The flowers are a shade of pink to purple and arranged in heads or short spikes on the ends of branches which continue to grow after flowering, sometimes also in the upper leaf axils. The heads are up to 15 mm in diameter and contain between 5 and 12 groups of flowers in threes. The stamens are arranged in bundles of five around the flower, with 4 to 7 stamens in each bundle. The flowering season is September and October and is followed by fruit which are woody capsules, 2-3.5 mm long in an almost spherical cluster around the stems.

==Taxonomy and naming==
Melaleuca caeca was first formally described in 1999 by Lyndley Craven and Brendan Lepschi in Australian Systematic Botany from a specimen found near Arrino.

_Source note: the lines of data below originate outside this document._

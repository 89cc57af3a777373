//! Request identity to cache key.

use sha2::{Digest, Sha256};
use url::Url;

/// Compute the store key for a request.
///
/// The method is upper-cased and the URL fragment dropped, so `get /a#x`
/// and `GET /a` address the same entry.
pub fn compute_entry_key(method: &str, url: &Url) -> String {
    let mut url = url.clone();
    url.set_fragment(None);

    let mut hasher = Sha256::new();
    hasher.update(method.to_ascii_uppercase().as_bytes());
    hasher.update(b"\n");
    hasher.update(url.as_str().as_bytes());
    hex::encode(hasher.finalize())
}

#[cfg(test)]
mod tests {
    use super::*;

    fn url(s: &str) -> Url {
        Url::parse(s).unwrap()
    }

    #[test]
    fn test_key_stability() {
        let a = compute_entry_key("GET", &url("http://localhost:8000/map/"));
        let b = compute_entry_key("GET", &url("http://localhost:8000/map/"));
        assert_eq!(a, b);
    }

    #[test]
    fn test_key_ignores_method_case_and_fragment() {
        let a = compute_entry_key("get", &url("http://localhost:8000/map/#layers"));
        let b = compute_entry_key("GET", &url("http://localhost:8000/map/"));
        assert_eq!(a, b);
    }

    #[test]
    fn test_key_differs_by_method() {
        let a = compute_entry_key("GET", &url("http://localhost:8000/api/cycleways/"));
        let b = compute_entry_key("HEAD", &url("http://localhost:8000/api/cycleways/"));
        assert_ne!(a, b);
    }

    #[test]
    fn test_key_keeps_query() {
        let a = compute_entry_key("GET", &url("http://localhost:8000/api/cycleways/?bbox=1"));
        let b = compute_entry_key("GET", &url("http://localhost:8000/api/cycleways/?bbox=2"));
        assert_ne!(a, b);
    }

    #[test]
    fn test_key_format() {
        let key = compute_entry_key("GET", &url("http://localhost:8000/"));
        assert_eq!(key.len(), 64);
        assert!(key.chars().all(|c| c.is_ascii_hexdigit()));
    }
}
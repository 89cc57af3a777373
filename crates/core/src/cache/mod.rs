//! SQLite-backed versioned cache storage.
//!
//! Mirrors the browser `CacheStorage` shape: a set of named stores, each a
//! map from request identity (method + canonical URL) to a stored response.
//! Store names embed the deployment version tag; activation deletes every
//! store that is not current.
//!
//! - Entry keys are SHA-256 hashes of method and URL
//! - Automatic schema migrations
//! - WAL mode for concurrent access
//!
//! Writes to the same key are plain upserts. Two tasks that miss on the same
//! request concurrently will both write and the last write wins; no locking
//! is attempted.

pub mod connection;
pub mod entries;
pub mod hash;
pub mod migrations;
pub mod stores;

pub use crate::Error;

pub use connection::CacheStorage;
pub use entries::{EntryInfo, StoredResponse};
pub use stores::Store;
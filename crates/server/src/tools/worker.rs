//! sw_install, sw_activate and sw_fetch tool implementations.
//!
//! Dispatches lifecycle and fetch events to the worker.

use cycleways_client::{ServiceWorker, WorkerEvents};
use cycleways_core::{Error, Headers, RequestMode, ResponseKind, ResponseSource};
use rmcp::{ErrorData as McpError, model::CallToolResult};
use schemars::JsonSchema;
use serde::{Deserialize, Serialize};

use super::{build_request, default_method, json_result};

/// Implementation of the sw_install tool.
pub async fn install_impl(worker: &ServiceWorker) -> Result<CallToolResult, McpError> {
    let report = worker.on_install().await?;
    json_result(&report)
}

/// Implementation of the sw_activate tool.
pub async fn activate_impl(worker: &ServiceWorker) -> Result<CallToolResult, McpError> {
    let report = worker.on_activate().await?;
    json_result(&report)
}

/// Input parameters for sw_fetch tool.
#[derive(Debug, Clone, Serialize, Deserialize, JsonSchema)]
pub struct SwFetchParams {
    /// URL to request, absolute or relative to the worker's origin.
    pub url: String,

    /// HTTP method (default: GET). Anything but GET bypasses the cache.
    #[serde(default = "default_method")]
    pub method: String,

    /// Request mode: "navigate", "same-origin", "cors" (default) or "no-cors".
    #[serde(default)]
    pub mode: RequestMode,

    /// Optional Accept header.
    #[serde(default)]
    pub accept: Option<String>,

    /// Optional request body, sent as UTF-8.
    #[serde(default)]
    pub body: Option<String>,
}

/// Output structure for sw_fetch tool.
#[derive(Debug, Clone, Serialize, Deserialize, JsonSchema)]
pub struct SwFetchOutput {
    /// The resolved request URL.
    pub url: String,
    /// How the worker classified the request.
    pub route: String,
    pub status: u16,
    pub status_text: String,
    pub headers: Headers,
    /// Body decoded as UTF-8 (lossy).
    pub body: String,
    pub body_len: usize,
    pub kind: ResponseKind,
    pub redirected: bool,
    /// Network, cache or fallback.
    pub source: ResponseSource,
    /// Epoch milliseconds the served entry was written, when served from the store.
    pub cached_at_ms: Option<i64>,
}

/// Implementation of the sw_fetch tool.
pub async fn fetch_impl(worker: &ServiceWorker, params: SwFetchParams) -> Result<CallToolResult, McpError> {
    let mut request = build_request(worker, &params.url, &params.method)?.with_mode(params.mode);
    if let Some(accept) = params.accept {
        request = request.with_accept(accept);
    }
    if let Some(body) = params.body {
        request = request.with_body(body);
    }

    let route = worker.classify(&request);
    let response = worker.fetch(&request).await.map_err(Error::from)?;

    tracing::debug!(
        url = %request.url,
        route = route.label(),
        status = response.status,
        source = ?response.source,
        "sw_fetch"
    );

    let output = SwFetchOutput {
        url: request.url.to_string(),
        route: route.label().to_string(),
        status: response.status,
        status_text: response.status_text,
        headers: response.headers,
        body: String::from_utf8_lossy(&response.body).to_string(),
        body_len: response.body.len(),
        kind: response.kind,
        redirected: response.redirected,
        source: response.source,
        cached_at_ms: response.cached_at_ms,
    };

    json_result(&output)
}

#[cfg(test)]
mod tests {
    use super::*;
    use crate::tools::testing::{text, worker};

    fn params(url: &str) -> SwFetchParams {
        SwFetchParams { url: url.into(), method: "GET".into(), mode: RequestMode::Cors, accept: None, body: None }
    }

    #[tokio::test]
    async fn test_install_and_activate() {
        let worker = worker(&[("/offline/", "offline")]).await;

        let installed = text(&install_impl(&worker).await.unwrap());
        assert_eq!(installed["cache_name"], "cycleways-v16");
        assert_eq!(installed["cached"].as_array().unwrap().len(), 1);

        let activated = text(&activate_impl(&worker).await.unwrap());
        assert_eq!(activated["kept"][0], "cycleways-v16");
    }

    #[tokio::test]
    async fn test_activate_before_install_fails() {
        let worker = worker(&[]).await;
        let err = activate_impl(&worker).await.unwrap_err();
        assert_eq!(err.code.0, -32013);
    }

    #[tokio::test]
    async fn test_fetch_caches_then_serves_from_store() {
        let worker = worker(&[("/offline/", "offline"), ("/api/cycleways/", "{}")]).await;
        worker.register().await.unwrap();

        let first = text(&fetch_impl(&worker, params("/api/cycleways/")).await.unwrap());
        assert_eq!(first["route"], "api");
        assert_eq!(first["source"], "network");

        let second = text(&fetch_impl(&worker, params("/api/cycleways/")).await.unwrap());
        assert_eq!(second["source"], "cache");
        assert_eq!(second["body"], "{}");
        assert!(second["cached_at_ms"].is_i64());
    }

    #[tokio::test]
    async fn test_fetch_passthrough_network_failure_is_error() {
        let worker = worker(&[("/offline/", "offline")]).await;
        worker.register().await.unwrap();

        let post = SwFetchParams { method: "POST".into(), ..params("/api/reports/") };
        let err = fetch_impl(&worker, post).await.unwrap_err();
        assert_eq!(err.code.0, -32008);
    }

    #[tokio::test]
    async fn test_fetch_navigation_offline_gets_offline_page() {
        let worker = worker(&[("/offline/", "offline")]).await;
        worker.register().await.unwrap();

        let nav = SwFetchParams { mode: RequestMode::Navigate, ..params("/map/") };
        let out = text(&fetch_impl(&worker, nav).await.unwrap());
        assert_eq!(out["route"], "navigation");
        assert_eq!(out["source"], "fallback");
        assert_eq!(out["body"], "offline");
    }
}
//! Cache policy engine.
//!
//! For every intercepted GET the engine runs the same skeleton:
//!
//! 1. look the request up in the current store
//! 2. a fresh hit is served as-is
//! 3. otherwise fetch; an ok, non-redirected response is written back with
//!    a new timestamp and returned
//! 4. when the network produces nothing, recover per route
//!
//! Route decides the TTL and the recovery path. Store failures are logged
//! and never change the response: a failed read is a miss, a failed write
//! still returns the network response.

use std::sync::Arc;

use cycleways_core::{Request, Response, Store, StoredResponse};

use super::fallback::FallbackHandler;
use super::router::Route;
use super::ttl::{TtlPolicy, now_ms};
use crate::fetch::Network;

/// Decides between store, network and fallback for one request at a time.
pub struct PolicyEngine {
    network: Arc<dyn Network>,
    ttl: TtlPolicy,
    fallback: FallbackHandler,
}

impl PolicyEngine {
    pub fn new(network: Arc<dyn Network>, ttl: TtlPolicy, fallback: FallbackHandler) -> Self {
        Self { network, ttl, fallback }
    }

    /// Answer a classified request. Never fails: the worst case is a
    /// synthetic 503 or a network-error response.
    pub async fn handle(&self, store: &Store, request: &Request, route: Route) -> Response {
        let cached = self.lookup(store, request).await;

        if let Some(entry) = &cached
            && self.ttl.is_fresh(entry, route, now_ms())
        {
            tracing::debug!(url = %request.url, route = route.label(), "cache hit");
            return Response::from_stored(entry.clone());
        }

        tracing::debug!(
            url = %request.url,
            route = route.label(),
            stale = cached.is_some(),
            "cache miss; fetching"
        );

        match self.network.fetch(request).await {
            Ok(resp) if resp.is_opaque_redirect() => {
                tracing::debug!(url = %request.url, "opaque redirect; serving offline fallback");
                self.fallback.offline_page(store).await
            }
            Ok(resp) if !resp.ok() || resp.redirected => {
                tracing::debug!(
                    url = %request.url,
                    status = resp.status,
                    redirected = resp.redirected,
                    "not caching response"
                );
                resp
            }
            Ok(resp) => {
                self.write(store, request, &resp).await;
                resp
            }
            Err(e) => {
                tracing::warn!(url = %request.url, route = route.label(), "network fetch failed: {e}");
                self.recover(store, request, route, cached).await
            }
        }
    }

    async fn recover(&self, store: &Store, request: &Request, route: Route, cached: Option<StoredResponse>) -> Response {
        if let Some(entry) = cached {
            tracing::info!(url = %request.url, cached_at_ms = ?entry.cached_at_ms, "serving stale copy while offline");
            return Response::from_stored(entry);
        }

        match route {
            Route::Navigation => self.fallback.offline_page(store).await,
            Route::Api { .. } => FallbackHandler::api_unavailable(),
            Route::Static if request.accepts_html() => self.fallback.offline_page(store).await,
            Route::Static | Route::Passthrough => Response::network_error(),
        }
    }

    async fn lookup(&self, store: &Store, request: &Request) -> Option<StoredResponse> {
        match store.match_request(request).await {
            Ok(entry) => entry,
            Err(e) => {
                tracing::warn!(url = %request.url, "store read failed, treating as miss: {e}");
                None
            }
        }
    }

    /// Write a timestamped copy. Concurrent writers to the same key race and
    /// the last one wins.
    async fn write(&self, store: &Store, request: &Request, resp: &Response) {
        let stored = resp.to_stored(now_ms());
        if let Err(e) = store.put(request, &stored).await {
            tracing::warn!(url = %request.url, store = store.name(), "store write failed: {e}");
        }
    }
}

The specific epithet (caeca) is from the Latin caecus meaning "blind", alluding to the fact that few botanists noticed this species in an area that many had visited.

==Distribution and habitat==
This melaleuca occurs in the Arrino and Gingin Brook districts in the Avon Wheatbelt, Geraldton Sandplains, Jarrah Forest and Swan Coastal Plain biogeographic regions where it grows in sand or loam in heath and woodland.

==Conservation status==
Melaleuca caeca is listed as not threatened by the Government of Western Australia Department of Parks and Wildlife.